→ INFORMATION SHOWN
Start of Block
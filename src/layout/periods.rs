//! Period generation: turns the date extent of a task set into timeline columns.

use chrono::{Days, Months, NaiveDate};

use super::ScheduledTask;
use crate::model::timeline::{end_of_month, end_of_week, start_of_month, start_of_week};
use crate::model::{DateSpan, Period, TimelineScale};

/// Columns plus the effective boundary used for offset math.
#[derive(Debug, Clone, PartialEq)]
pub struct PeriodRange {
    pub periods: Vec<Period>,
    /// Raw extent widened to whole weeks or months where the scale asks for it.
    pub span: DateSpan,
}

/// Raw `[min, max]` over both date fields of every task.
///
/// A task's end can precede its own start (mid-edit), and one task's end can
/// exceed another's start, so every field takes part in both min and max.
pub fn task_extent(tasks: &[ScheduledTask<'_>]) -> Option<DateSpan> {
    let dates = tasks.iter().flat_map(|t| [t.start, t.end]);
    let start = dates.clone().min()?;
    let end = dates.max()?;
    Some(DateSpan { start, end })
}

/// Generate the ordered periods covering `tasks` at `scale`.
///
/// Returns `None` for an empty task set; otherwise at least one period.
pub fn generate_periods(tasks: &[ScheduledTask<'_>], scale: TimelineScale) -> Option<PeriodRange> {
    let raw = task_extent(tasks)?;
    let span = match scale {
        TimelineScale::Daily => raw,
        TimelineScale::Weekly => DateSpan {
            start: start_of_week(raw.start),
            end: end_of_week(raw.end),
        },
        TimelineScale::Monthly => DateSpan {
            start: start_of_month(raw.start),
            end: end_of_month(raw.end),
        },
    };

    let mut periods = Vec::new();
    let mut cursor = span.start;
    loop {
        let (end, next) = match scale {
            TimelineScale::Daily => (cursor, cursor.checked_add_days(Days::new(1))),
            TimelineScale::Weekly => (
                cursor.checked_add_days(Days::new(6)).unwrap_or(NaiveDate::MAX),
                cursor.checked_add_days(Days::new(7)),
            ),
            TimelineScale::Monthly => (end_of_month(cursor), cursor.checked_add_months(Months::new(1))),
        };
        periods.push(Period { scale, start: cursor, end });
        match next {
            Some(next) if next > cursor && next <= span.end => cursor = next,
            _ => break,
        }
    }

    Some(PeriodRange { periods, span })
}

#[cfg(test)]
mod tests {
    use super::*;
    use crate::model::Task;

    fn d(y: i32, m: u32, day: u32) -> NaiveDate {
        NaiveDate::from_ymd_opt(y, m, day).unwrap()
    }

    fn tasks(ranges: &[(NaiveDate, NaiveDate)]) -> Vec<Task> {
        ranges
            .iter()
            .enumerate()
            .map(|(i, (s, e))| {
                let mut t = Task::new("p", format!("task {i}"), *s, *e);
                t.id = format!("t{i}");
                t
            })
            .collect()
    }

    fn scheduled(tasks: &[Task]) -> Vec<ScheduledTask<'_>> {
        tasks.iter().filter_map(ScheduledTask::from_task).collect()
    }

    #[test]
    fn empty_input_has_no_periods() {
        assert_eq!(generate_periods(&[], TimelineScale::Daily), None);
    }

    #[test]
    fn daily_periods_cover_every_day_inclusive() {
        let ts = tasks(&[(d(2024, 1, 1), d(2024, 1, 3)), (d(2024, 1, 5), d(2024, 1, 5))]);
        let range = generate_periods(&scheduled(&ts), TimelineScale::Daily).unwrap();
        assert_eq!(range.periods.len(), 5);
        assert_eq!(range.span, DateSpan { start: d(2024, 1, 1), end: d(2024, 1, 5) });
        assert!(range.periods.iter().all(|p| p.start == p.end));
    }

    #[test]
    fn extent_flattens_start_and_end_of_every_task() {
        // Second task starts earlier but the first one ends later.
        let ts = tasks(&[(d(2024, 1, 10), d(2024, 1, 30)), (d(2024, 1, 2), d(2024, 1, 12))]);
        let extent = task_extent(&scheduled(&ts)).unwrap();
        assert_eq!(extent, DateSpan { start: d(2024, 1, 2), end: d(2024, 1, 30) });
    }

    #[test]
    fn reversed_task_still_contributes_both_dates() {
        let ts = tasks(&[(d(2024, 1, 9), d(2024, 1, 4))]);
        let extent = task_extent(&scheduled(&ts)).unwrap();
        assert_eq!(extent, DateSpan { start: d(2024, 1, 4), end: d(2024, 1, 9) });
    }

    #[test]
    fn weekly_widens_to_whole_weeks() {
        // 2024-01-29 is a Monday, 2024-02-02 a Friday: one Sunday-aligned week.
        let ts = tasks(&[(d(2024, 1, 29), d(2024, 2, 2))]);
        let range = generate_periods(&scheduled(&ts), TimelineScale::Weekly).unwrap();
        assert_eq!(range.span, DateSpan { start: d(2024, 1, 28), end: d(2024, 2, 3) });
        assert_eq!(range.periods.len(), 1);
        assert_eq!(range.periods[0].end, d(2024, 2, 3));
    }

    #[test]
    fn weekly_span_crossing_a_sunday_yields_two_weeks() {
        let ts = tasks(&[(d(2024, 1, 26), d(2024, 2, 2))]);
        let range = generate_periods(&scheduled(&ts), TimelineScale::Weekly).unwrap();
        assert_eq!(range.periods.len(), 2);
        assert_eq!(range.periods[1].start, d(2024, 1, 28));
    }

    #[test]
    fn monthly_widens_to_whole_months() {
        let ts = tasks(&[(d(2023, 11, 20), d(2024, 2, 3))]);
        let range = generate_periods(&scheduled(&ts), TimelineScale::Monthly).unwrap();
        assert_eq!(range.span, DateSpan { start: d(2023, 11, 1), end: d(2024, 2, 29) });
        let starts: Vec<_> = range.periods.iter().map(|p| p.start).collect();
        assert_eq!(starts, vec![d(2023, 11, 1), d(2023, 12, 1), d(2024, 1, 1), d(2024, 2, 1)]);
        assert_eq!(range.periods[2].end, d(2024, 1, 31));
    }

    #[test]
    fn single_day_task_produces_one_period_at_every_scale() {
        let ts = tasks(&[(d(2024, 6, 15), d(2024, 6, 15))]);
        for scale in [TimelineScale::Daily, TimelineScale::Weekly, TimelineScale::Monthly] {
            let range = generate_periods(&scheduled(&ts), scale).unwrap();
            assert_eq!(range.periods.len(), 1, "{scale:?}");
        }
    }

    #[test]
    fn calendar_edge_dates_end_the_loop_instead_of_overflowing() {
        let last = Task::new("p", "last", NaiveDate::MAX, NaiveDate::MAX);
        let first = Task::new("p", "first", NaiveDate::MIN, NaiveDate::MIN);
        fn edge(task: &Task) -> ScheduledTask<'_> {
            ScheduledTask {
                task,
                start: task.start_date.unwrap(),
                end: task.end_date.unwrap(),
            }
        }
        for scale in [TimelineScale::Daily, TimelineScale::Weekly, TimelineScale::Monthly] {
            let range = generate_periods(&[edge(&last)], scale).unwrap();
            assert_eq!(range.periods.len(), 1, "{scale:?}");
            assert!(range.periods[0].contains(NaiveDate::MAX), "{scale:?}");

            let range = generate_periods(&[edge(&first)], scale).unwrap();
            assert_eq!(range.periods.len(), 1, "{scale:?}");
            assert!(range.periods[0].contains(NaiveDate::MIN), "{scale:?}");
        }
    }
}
End of Block
→ DIRECTIONS FOR THIS TASK
Which lines above hold the string "Option"? Copy every one of them.

→ ANSWER TO THE PROBLEM
pub fn task_extent(tasks: &[ScheduledTask<'_>]) -> Option<DateSpan> {
pub fn generate_periods(tasks: &[ScheduledTask<'_>], scale: TimelineScale) -> Option<PeriodRange> {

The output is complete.